My Yandere Succubus Daughter is Mommy-Warrior’s Natural Enemy “Vol 4 – Capitulo 53″

Viaje de la mano

El camino del pueblo a la ciudad todavía estaba desolado. Las plantas estaban creciendo, pero todavía no podía cambiar el hecho de que no había vida. Si no tuviera a Veirya a mi lado, el aburrimiento podría haberme matado. Veirya ya no era la Veirya distante y silenciosa. Por lo menos, ella expresó celos cuando yo estaba involucrado. Eso significaba que Veirya se preocupaba por mí. Ella todavía tenía una mirada estoica, pero yo estaba feliz.

Veirya cabalgó a mi lado con la mirada al frente. De repente, ella preguntó: “¿Qué? Exactamente. Es tu relación ¿Con la Reina Elfa?”

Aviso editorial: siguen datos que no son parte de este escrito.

// services/farm-dash/src/ui/reports.rs

use ratatui::{prelude::*, widgets::*};

use farmkit::reports::ReportStatus;

use super::{colors, panel};
use crate::state::DashboardState;

pub fn draw(frame: &mut Frame, area: Rect, state: &DashboardState) {
    let rows = Layout::default()
        .direction(Direction::Vertical)
        .constraints([Constraint::Length(3), Constraint::Length(3), Constraint::Min(6)])
        .split(area);

    draw_totals(frame, rows[0], state);
    draw_filters(frame, rows[1], state);
    draw_table(frame, rows[2], state);
}

fn status_color(status: ReportStatus) -> Color {
    match status {
        ReportStatus::Taslak => colors::SILVER,
        ReportStatus::Bekleyen => colors::WARNING,
        ReportStatus::Tamamlandi => colors::SUCCESS,
        ReportStatus::Arsivlendi => colors::SAND,
    }
}

fn draw_totals(frame: &mut Frame, area: Rect, state: &DashboardState) {
    let shelf = &state.reports.shelf;
    let mut spans = vec![
        Span::styled("Toplam ", Style::default().fg(colors::SILVER)),
        Span::styled(shelf.len().to_string(), Style::default().fg(colors::WHITE).bold()),
        Span::raw("  |  "),
    ];
    for status in ReportStatus::ALL {
        spans.push(Span::styled(
            format!("{} {}  ", status.label(), shelf.count(status)),
            Style::default().fg(status_color(status)),
        ));
    }
    spans.push(Span::raw("|  "));
    spans.push(Span::styled("İndirme ", Style::default().fg(colors::SILVER)));
    spans.push(Span::styled(
        shelf.total_downloads().to_string(),
        Style::default().fg(colors::TEAL).bold(),
    ));

    frame.render_widget(Paragraph::new(Line::from(spans)).block(panel("ÖZET")), area);
}

fn draw_filters(frame: &mut Frame, area: Rect, state: &DashboardState) {
    let query = &state.reports.query;
    let field = |name: &'static str, value: String| {
        vec![
            Span::styled(name, Style::default().fg(colors::SILVER)),
            Span::styled(value, Style::default().fg(colors::WHITE).bold()),
            Span::raw("  |  "),
        ]
    };

    let mut spans = Vec::new();
    spans.extend(field(
        "Ara: ",
        if query.search.is_empty() { "-".to_string() } else { query.search.clone() },
    ));
    spans.extend(field("Tür: ", query.kind.map_or("Tümü", |k| k.label()).to_string()));
    spans.extend(field("Kategori: ", query.category.map_or("Tümü", |c| c.label()).to_string()));
    spans.extend(field("Durum: ", query.status.map_or("Tümü", |s| s.label()).to_string()));
    spans.push(Span::styled("Sırala: ", Style::default().fg(colors::SILVER)));
    spans.push(Span::styled(query.sort.label(), Style::default().fg(colors::WHITE).bold()));

    frame.render_widget(Paragraph::new(Line::from(spans)).block(panel("FİLTRELER")), area);
}

fn draw_table(frame: &mut Frame, area: Rect, state: &DashboardState) {
    let reports = state.visible_reports();

    if reports.is_empty() {
        let empty = Paragraph::new(Line::from(Span::styled(
            "Filtrelerle eşleşen rapor yok",
            Style::default().fg(colors::SILVER),
        )))
        .alignment(Alignment::Center)
        .block(panel("RAPORLAR"));
        frame.render_widget(empty, area);
        return;
    }

    let rows: Vec<Row> = reports
        .iter()
        .map(|report| {
            Row::new(vec![
                Cell::from(report.kind.icon()),
                Cell::from(Span::styled(report.title.as_str(), Style::default().fg(colors::WHITE))),
                Cell::from(report.kind.label()),
                Cell::from(report.category.label()),
                Cell::from(Span::styled(
                    report.status.label(),
                    Style::default().fg(status_color(report.status)).bold(),
                )),
                Cell::from(report.generated_date.format("%d.%m.%Y").to_string()),
                Cell::from(report.size.as_str()),
                Cell::from(report.download_count.to_string()),
                Cell::from(report.farms.len().to_string()),
            ])
            .style(Style::default().fg(colors::SILVER))
        })
        .collect();

    let table = Table::new(
        rows,
        [
            Constraint::Length(3),
            Constraint::Min(26),
            Constraint::Length(11),
            Constraint::Length(9),
            Constraint::Length(11),
            Constraint::Length(11),
            Constraint::Length(8),
            Constraint::Length(8),
            Constraint::Length(8),
        ],
    )
    .header(
        Row::new(vec!["", "RAPOR", "TÜR", "KATEGORİ", "DURUM", "TARİH", "BOYUT", "İNDİRME", "ÇİFTLİK"])
            .style(Style::default().fg(colors::SAND).bold())
            .bottom_margin(1),
    )
    .block(panel(format!("RAPORLAR ({})", reports.len())))
    .row_highlight_style(Style::default().bg(colors::DEEP_TEAL).fg(colors::WHITE))
    .highlight_symbol("▶ ");

    let mut table_state = TableState::default().with_selected(Some(state.reports.selected));
    frame.render_stateful_widget(table, area, &mut table_state);
}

Sabía que Veirya inevitablemente haría la pregunta. Veirya me miró por el rabillo del ojo todo el viaje. Por lo tanto, sabía que quería preguntar, pero no creía que hubiera una razón para que la Reina Elfa se comportara como ella.

Si fuéramos lógicos, la Reina Elfa y yo no deberíamos estar cerca todavía. Nunca hice nada que pudiera tocarla o hacerla querer pagarme con su cuerpo, ¿verdad? Todo lo que hice fue darle un beso. Seguramente eso no fue suficiente para que ella desarrollara sentimientos románticos por mí. No entendía bien a los elfos, pero creo que una mujer que sería tan devota después de un beso … en su mayor parte, solo existía en novelas, ¿verdad?

“He estado contigo recientemente. Tampoco pasó nada entre ella y yo. ¿Quizás es su tradición élfica? No estoy muy seguro.”

“Y si, entonces. Ella realmente. Quiere. Estar contigo. Tendrás. Hijos con ella?”

Veirya giró la cabeza para mirarme. Me quedé por un momento antes de mirarla: “¿Por qué de repente me preguntas eso? Nunca lo pensé … No creo que mi relación con ella haya progresado a esa etapa … Es demasiado pronto para tener hijos”

“Mamá dijo. La gente solo tiene hijos. Con la persona que más aman. Ella también dijo. Me amas. Entonces. Ella me dijo que te vigilara. Y no dejarte tener hijos con nadie más.”

“… Esa mujer…”

Eso fue muy vergonzoso. Fue tan vergonzoso que Veirya mencionara que la amo como si no fuera nada importante. Maldije en mi mente: “Esa mujer no puede hacer nada bien. Se supone que debo decir eso. ¿Cuál es tu problema, mujer …?”

Además, estaba completamente seguro de que Angelina no lo hizo con la intención de unirnos, ¡sino para su propio entretenimiento!

Pensé que Veirya comenzó a preocuparse por mí. Para mi decepción, fue debido a que Angelina puso ideas en su cabeza … Sin embargo, Angelina no parecía ser la razón por la cual Veirya se puso celosa de la Reina Sisi esa noche. Después de esa noche, Veirya era algo diferente a su yo pasado. Todavía recordaba que era imposible acercarse a ella en el frío invierno, cuando exudaba un aura fría. En ese momento, ella era la afilada espada de la Reina Sisi. Simplemente tocar dicha espada te cortaría. Sin embargo, Veirya se parecía a una niña que no sabía cómo interactuar con el mundo. Ella reveló un lado tan débil de sí misma esa noche. Ella ya no era un arma, sino una niña genuina.

Todavía recordaba mi promesa de dejar que Veirya experimentara la vida de una chica normal. Creo que poco a poco lo estaba haciendo realidad.

“Mamá dijo. Que el amor que mencionaste. Significa que. Querías vivir conmigo?”

“Uhm …”

Como habíamos llevado la conversación tan lejos, no sería discreto de mi parte si no lo admitiera. Veirya era un individuo serio; Si me negaba a reconocerlo, es posible que nunca lo vuelva a mencionar. Incluso podría afectar mi confesión en el futuro. Peor aún, podría haberme hecho imposible confesar en el futuro. Por lo tanto, decidí que era mejor admitirlo.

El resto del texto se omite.